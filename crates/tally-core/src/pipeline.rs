//! Frame-to-event processing pipeline.
//!
//! Orchestrates matcher and cooldown per inbound frame, appends accepted
//! events to the durable sink and the recent-events ring, and yields
//! exactly one outbound result per frame.

use std::sync::Arc;

use async_trait::async_trait;
use chrono::Duration;

use crate::cooldown::CooldownTracker;
use crate::error::{PipelineError, SinkError};
use crate::matcher::{EuclideanMatcher, Matcher};
use crate::repository::EncodingRepository;
use crate::ring::RecentEvents;
use crate::types::{AttendanceEvent, Encoding, FramePayload, InboundFrame, OutboundResult};

/// Durable append-only record store for accepted events.
#[async_trait]
pub trait EventSink: Send + Sync {
    /// Durably append one accepted event.
    async fn append(&self, event: &AttendanceEvent) -> Result<(), SinkError>;

    /// The `n` most recent durable events, oldest first.
    async fn read_recent(&self, n: usize) -> Result<Vec<AttendanceEvent>, SinkError>;
}

#[async_trait]
impl<S: EventSink + ?Sized> EventSink for Arc<S> {
    async fn append(&self, event: &AttendanceEvent) -> Result<(), SinkError> {
        (**self).append(event).await
    }

    async fn read_recent(&self, n: usize) -> Result<Vec<AttendanceEvent>, SinkError> {
        (**self).read_recent(n).await
    }
}

/// Match and dedup parameters, fixed at construction.
#[derive(Debug, Clone, Copy)]
pub struct PipelineConfig {
    /// Maximum Euclidean distance for a positive match (smaller = stricter).
    pub tolerance: f32,
    /// Minimum elapsed time before the same identity produces another event.
    pub cooldown: Duration,
}

pub struct AttendancePipeline<S> {
    repository: Arc<EncodingRepository>,
    matcher: Box<dyn Matcher>,
    cooldown: CooldownTracker,
    recent: RecentEvents,
    sink: S,
    config: PipelineConfig,
}

impl<S: EventSink> AttendancePipeline<S> {
    pub fn new(repository: Arc<EncodingRepository>, sink: S, config: PipelineConfig) -> Self {
        Self {
            repository,
            matcher: Box::new(EuclideanMatcher),
            cooldown: CooldownTracker::new(),
            recent: RecentEvents::new(RecentEvents::DEFAULT_CAPACITY),
            sink,
            config,
        }
    }

    /// Process one inbound frame end to end.
    ///
    /// Always returns exactly one result; every failure is carried in the
    /// result, never propagated. Validation and matching happen before any
    /// state mutation; the cooldown and ring commit before the durable
    /// write, and a sink failure does not roll them back.
    pub async fn process(&self, frame: InboundFrame) -> OutboundResult {
        let now = frame.received_at;
        let source = frame.source.clone();

        let payload = match extract_payload(&frame) {
            Ok(payload) => payload,
            Err(err) => {
                tracing::warn!(
                    source = source.as_deref().unwrap_or("unknown"),
                    error = %err,
                    "rejected frame"
                );
                return OutboundResult::error(err.to_string(), now);
            }
        };

        let probe = Encoding::new(payload.encoding);
        let snapshot = self.repository.snapshot();
        let result = match self
            .matcher
            .match_encoding(&probe, &snapshot, self.config.tolerance)
        {
            Ok(result) => result,
            Err(err) => {
                let err = PipelineError::Match(err);
                tracing::warn!(error = %err, "match failed");
                return OutboundResult::error(err.to_string(), now);
            }
        };

        let (Some(identity_id), Some(display_name)) =
            (result.identity_id, result.display_name)
        else {
            tracing::debug!(distance = result.distance, "no identity within tolerance");
            return OutboundResult::unmatched(now);
        };

        if !self
            .cooldown
            .should_accept(&identity_id, now, self.config.cooldown)
        {
            tracing::debug!(id = %identity_id, "match suppressed inside cooldown window");
            return OutboundResult::suppressed(identity_id, display_name, result.distance, now);
        }

        let event = AttendanceEvent {
            identity_id,
            display_name,
            recorded_at: now,
            confidence: AttendanceEvent::confidence_from_distance(result.distance),
        };
        self.recent.push(event.clone());

        match self.sink.append(&event).await {
            Ok(()) => {
                tracing::info!(
                    id = %event.identity_id,
                    name = %event.display_name,
                    confidence = event.confidence,
                    "attendance recorded"
                );
                OutboundResult::matched(&event, result.distance)
            }
            Err(err) => {
                // Acceptance already committed: the cooldown window holds,
                // so the outage cannot double-log once it clears.
                let err = PipelineError::Sink(err);
                tracing::error!(id = %event.identity_id, error = %err, "durable append failed");
                OutboundResult::sink_error(&event, err.to_string())
            }
        }
    }

    /// Buffered recent events, oldest first.
    pub fn recent_events(&self) -> Vec<AttendanceEvent> {
        self.recent.to_vec()
    }

    /// Timestamp of the most recently accepted event.
    pub fn last_detection(&self) -> Option<chrono::DateTime<chrono::Utc>> {
        self.recent.last().map(|e| e.recorded_at)
    }

    /// Prune per-identity state when an identity is removed.
    pub fn forget_identity(&self, id: &str) {
        self.cooldown.remove(id);
    }
}

fn extract_payload(frame: &InboundFrame) -> Result<FramePayload, PipelineError> {
    serde_json::from_slice(&frame.payload)
        .map_err(|err| PipelineError::InvalidFrame(err.to_string()))
}

#[cfg(test)]
mod tests {
    use super::*;
    use crate::types::{Identity, ResultStatus};
    use chrono::{DateTime, Utc};
    use parking_lot::Mutex;
    use std::sync::atomic::{AtomicBool, Ordering};

    /// In-memory sink that records appends and can be switched to fail.
    #[derive(Default)]
    struct RecordingSink {
        events: Mutex<Vec<AttendanceEvent>>,
        fail: AtomicBool,
    }

    #[async_trait]
    impl EventSink for RecordingSink {
        async fn append(&self, event: &AttendanceEvent) -> Result<(), SinkError> {
            if self.fail.load(Ordering::SeqCst) {
                return Err(SinkError::new("disk full"));
            }
            self.events.lock().push(event.clone());
            Ok(())
        }

        async fn read_recent(&self, n: usize) -> Result<Vec<AttendanceEvent>, SinkError> {
            let events = self.events.lock();
            let skip = events.len().saturating_sub(n);
            Ok(events[skip..].to_vec())
        }
    }

    fn repo_with_e1() -> Arc<EncodingRepository> {
        let repo = Arc::new(EncodingRepository::new(3));
        repo.load(vec![Identity {
            id: "E1".into(),
            display_name: "Erin One".into(),
            encoding: Encoding::new(vec![1.0, 0.0, 0.0]),
        }]);
        repo
    }

    fn pipeline_with(
        repo: Arc<EncodingRepository>,
        sink: Arc<RecordingSink>,
        cooldown_secs: i64,
    ) -> AttendancePipeline<Arc<RecordingSink>> {
        AttendancePipeline::new(
            repo,
            sink,
            PipelineConfig {
                tolerance: 0.1,
                cooldown: Duration::seconds(cooldown_secs),
            },
        )
    }

    fn frame_at(encoding: &[f32], at: DateTime<Utc>) -> InboundFrame {
        let payload = serde_json::json!({ "encoding": encoding });
        InboundFrame {
            payload: serde_json::to_vec(&payload).unwrap().into(),
            received_at: at,
            source: None,
        }
    }

    fn t(secs: i64) -> DateTime<Utc> {
        DateTime::from_timestamp(1_700_000_000 + secs, 0).unwrap()
    }

    #[tokio::test]
    async fn test_match_then_suppress_then_match_again() {
        let sink = Arc::new(RecordingSink::default());
        let pipeline = pipeline_with(repo_with_e1(), sink.clone(), 30);

        // Exact match produces an event
        let first = pipeline.process(frame_at(&[1.0, 0.0, 0.0], t(0))).await;
        assert_eq!(first.status, ResultStatus::Matched);
        assert_eq!(first.identity_id.as_deref(), Some("E1"));
        assert_eq!(sink.events.lock().len(), 1);

        // Same face 5 seconds later is suppressed, no new event
        let second = pipeline.process(frame_at(&[1.0, 0.0, 0.0], t(5))).await;
        assert_eq!(second.status, ResultStatus::Suppressed);
        assert_eq!(second.identity_id.as_deref(), Some("E1"));
        assert_eq!(sink.events.lock().len(), 1);

        // 31 seconds after the first acceptance the window has elapsed
        let third = pipeline.process(frame_at(&[1.0, 0.0, 0.0], t(31))).await;
        assert_eq!(third.status, ResultStatus::Matched);
        assert_eq!(sink.events.lock().len(), 2);
        assert_eq!(pipeline.recent_events().len(), 2);
    }

    #[tokio::test]
    async fn test_empty_repository_yields_unmatched() {
        let sink = Arc::new(RecordingSink::default());
        let pipeline = pipeline_with(Arc::new(EncodingRepository::new(3)), sink.clone(), 30);

        let result = pipeline.process(frame_at(&[1.0, 0.0, 0.0], t(0))).await;
        assert_eq!(result.status, ResultStatus::Unmatched);
        assert!(result.identity_id.is_none());
        assert!(sink.events.lock().is_empty());
        assert!(pipeline.recent_events().is_empty());
    }

    #[tokio::test]
    async fn test_unknown_face_yields_unmatched() {
        let sink = Arc::new(RecordingSink::default());
        let pipeline = pipeline_with(repo_with_e1(), sink.clone(), 30);

        let result = pipeline.process(frame_at(&[0.0, 1.0, 0.0], t(0))).await;
        assert_eq!(result.status, ResultStatus::Unmatched);
        assert!(sink.events.lock().is_empty());
    }

    #[tokio::test]
    async fn test_malformed_payload_mutates_nothing() {
        let sink = Arc::new(RecordingSink::default());
        let pipeline = pipeline_with(repo_with_e1(), sink.clone(), 30);

        let frame = InboundFrame {
            payload: b"not json at all".as_ref().into(),
            received_at: t(0),
            source: Some("cam-1".into()),
        };
        let result = pipeline.process(frame).await;
        assert_eq!(result.status, ResultStatus::Error);
        assert!(result.message.is_some());
        assert!(sink.events.lock().is_empty());
        assert!(pipeline.recent_events().is_empty());

        // The failed frame must not have started a cooldown window
        let next = pipeline.process(frame_at(&[1.0, 0.0, 0.0], t(1))).await;
        assert_eq!(next.status, ResultStatus::Matched);
    }

    #[tokio::test]
    async fn test_dimension_mismatch_is_an_error_result() {
        let sink = Arc::new(RecordingSink::default());
        let pipeline = pipeline_with(repo_with_e1(), sink.clone(), 30);

        let result = pipeline.process(frame_at(&[1.0, 0.0], t(0))).await;
        assert_eq!(result.status, ResultStatus::Error);
        assert!(result
            .message
            .as_deref()
            .is_some_and(|m| m.contains("dimension mismatch")));
        assert!(sink.events.lock().is_empty());
    }

    #[tokio::test]
    async fn test_sink_failure_reports_error_but_keeps_acceptance() {
        let sink = Arc::new(RecordingSink::default());
        sink.fail.store(true, Ordering::SeqCst);
        let pipeline = pipeline_with(repo_with_e1(), sink.clone(), 30);

        let result = pipeline.process(frame_at(&[1.0, 0.0, 0.0], t(0))).await;
        assert_eq!(result.status, ResultStatus::Error);
        // Identity is known even though the durable write failed
        assert_eq!(result.identity_id.as_deref(), Some("E1"));
        // Ring buffer committed; durable sink did not
        assert_eq!(pipeline.recent_events().len(), 1);
        assert!(sink.events.lock().is_empty());

        // The cooldown committed too: the outage clearing must not double-log
        sink.fail.store(false, Ordering::SeqCst);
        let retry = pipeline.process(frame_at(&[1.0, 0.0, 0.0], t(5))).await;
        assert_eq!(retry.status, ResultStatus::Suppressed);
        assert!(sink.events.lock().is_empty());
    }

    #[tokio::test]
    async fn test_zero_window_accepts_every_match() {
        let sink = Arc::new(RecordingSink::default());
        let pipeline = pipeline_with(repo_with_e1(), sink.clone(), 0);

        for i in 0..3 {
            let result = pipeline.process(frame_at(&[1.0, 0.0, 0.0], t(i))).await;
            assert_eq!(result.status, ResultStatus::Matched);
        }
        assert_eq!(sink.events.lock().len(), 3);
    }

    #[tokio::test]
    async fn test_forget_identity_reopens_window() {
        let sink = Arc::new(RecordingSink::default());
        let pipeline = pipeline_with(repo_with_e1(), sink.clone(), 30);

        assert_eq!(
            pipeline.process(frame_at(&[1.0, 0.0, 0.0], t(0))).await.status,
            ResultStatus::Matched
        );
        pipeline.forget_identity("E1");
        assert_eq!(
            pipeline.process(frame_at(&[1.0, 0.0, 0.0], t(1))).await.status,
            ResultStatus::Matched
        );
    }

    #[tokio::test(flavor = "multi_thread", worker_threads = 4)]
    async fn test_fifty_concurrent_frames_one_acceptance() {
        let sink = Arc::new(RecordingSink::default());
        let pipeline = Arc::new(pipeline_with(repo_with_e1(), sink.clone(), 30));

        let mut handles = Vec::new();
        for _ in 0..50 {
            let pipeline = pipeline.clone();
            let frame = frame_at(&[1.0, 0.0, 0.0], t(0));
            handles.push(tokio::spawn(async move { pipeline.process(frame).await }));
        }

        let mut matched = 0;
        let mut suppressed = 0;
        for handle in handles {
            match handle.await.unwrap().status {
                ResultStatus::Matched => matched += 1,
                ResultStatus::Suppressed => suppressed += 1,
                other => panic!("unexpected status: {other:?}"),
            }
        }
        assert_eq!(matched, 1);
        assert_eq!(suppressed, 49);
        assert_eq!(sink.events.lock().len(), 1);
        assert_eq!(pipeline.recent_events().len(), 1);
    }

    #[tokio::test]
    async fn test_one_result_per_frame_all_paths() {
        let sink = Arc::new(RecordingSink::default());
        let pipeline = pipeline_with(repo_with_e1(), sink, 30);

        let frames = [
            frame_at(&[1.0, 0.0, 0.0], t(0)),  // matched
            frame_at(&[1.0, 0.0, 0.0], t(1)),  // suppressed
            frame_at(&[0.0, 1.0, 0.0], t(2)),  // unmatched
            InboundFrame {
                payload: b"{}".as_ref().into(), // invalid
                received_at: t(3),
                source: None,
            },
        ];
        for frame in frames {
            // Each submission yields exactly one result, never a panic
            let result = pipeline.process(frame).await;
            assert!(matches!(
                result.status,
                ResultStatus::Matched
                    | ResultStatus::Suppressed
                    | ResultStatus::Unmatched
                    | ResultStatus::Error
            ));
        }
    }
}
//! SQLite-backed identity store.
//!
//! Encodings are stored as little-endian f32 blobs; rows that do not
//! decode to the configured dimensionality are skipped at load, never
//! guessed at.

use tally_core::{Encoding, Identity};
use thiserror::Error;
use tokio_rusqlite::Connection;

#[derive(Debug, Error)]
pub enum StoreError {
    /// The backing store could not be read or written. Callers keep their
    /// previous snapshot and retry on the next scheduled reload.
    #[error("identity store unavailable: {0}")]
    Unavailable(#[from] tokio_rusqlite::Error),
}

pub struct IdentityStore {
    conn: Connection,
}

impl IdentityStore {
    /// Wrap an open database connection, ensuring the schema exists.
    pub async fn new(conn: Connection) -> Result<Self, StoreError> {
        conn.call(|conn| {
            conn.execute(
                "CREATE TABLE IF NOT EXISTS identities (
                     id           TEXT PRIMARY KEY,
                     display_name TEXT NOT NULL,
                     encoding     BLOB NOT NULL
                 )",
                [],
            )?;
            Ok(())
        })
        .await?;
        Ok(Self { conn })
    }

    /// Load every enrolled identity whose encoding decodes to `dim` floats.
    pub async fn list_all(&self, dim: usize) -> Result<Vec<Identity>, StoreError> {
        let rows = self
            .conn
            .call(|conn| {
                let mut stmt =
                    conn.prepare("SELECT id, display_name, encoding FROM identities")?;
                let rows = stmt
                    .query_map([], |row| {
                        Ok((
                            row.get::<_, String>(0)?,
                            row.get::<_, String>(1)?,
                            row.get::<_, Vec<u8>>(2)?,
                        ))
                    })?
                    .collect::<Result<Vec<_>, _>>()?;
                Ok(rows)
            })
            .await?;

        let mut identities = Vec::with_capacity(rows.len());
        for (id, display_name, blob) in rows {
            match decode_blob(&blob, dim) {
                Some(encoding) => identities.push(Identity {
                    id,
                    display_name,
                    encoding,
                }),
                None => tracing::warn!(
                    id = %id,
                    bytes = blob.len(),
                    expected = dim * 4,
                    "skipping identity with malformed encoding blob"
                ),
            }
        }
        Ok(identities)
    }

    /// Insert or replace one identity by id.
    pub async fn upsert(&self, identity: &Identity) -> Result<(), StoreError> {
        let id = identity.id.clone();
        let display_name = identity.display_name.clone();
        let blob = encode_blob(&identity.encoding);
        self.conn
            .call(move |conn| {
                conn.execute(
                    "INSERT INTO identities (id, display_name, encoding)
                     VALUES (?1, ?2, ?3)
                     ON CONFLICT(id) DO UPDATE SET
                         display_name = excluded.display_name,
                         encoding = excluded.encoding",
                    rusqlite::params![id, display_name, blob],
                )?;
                Ok(())
            })
            .await?;
        Ok(())
    }

    /// Delete an identity. Returns whether a row existed.
    pub async fn delete(&self, id: &str) -> Result<bool, StoreError> {
        let id = id.to_string();
        let changed = self
            .conn
            .call(move |conn| {
                Ok(conn.execute("DELETE FROM identities WHERE id = ?1", [id])?)
            })
            .await?;
        Ok(changed > 0)
    }
}

fn encode_blob(encoding: &Encoding) -> Vec<u8> {
    let mut buf = Vec::with_capacity(encoding.dim() * 4);
    for v in &encoding.values {
        buf.extend_from_slice(&v.to_le_bytes());
    }
    buf
}

fn decode_blob(blob: &[u8], dim: usize) -> Option<Encoding> {
    if blob.len() != dim * 4 {
        return None;
    }
    let values = blob
        .chunks_exact(4)
        .map(|c| f32::from_le_bytes([c[0], c[1], c[2], c[3]]))
        .collect();
    Some(Encoding::new(values))
}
---
What this task involves
From the "fn decode_blob(blob: &[u8], dim: usize)" line to the close of the listing, restate each line word for word.

Answer for this exercise
fn decode_blob(blob: &[u8], dim: usize) -> Option<Encoding> {
    if blob.len() != dim * 4 {
        return None;
    }
    let values = blob
        .chunks_exact(4)
        .map(|c| f32::from_le_bytes([c[0], c[1], c[2], c[3]]))
        .collect();
    Some(Encoding::new(values))
}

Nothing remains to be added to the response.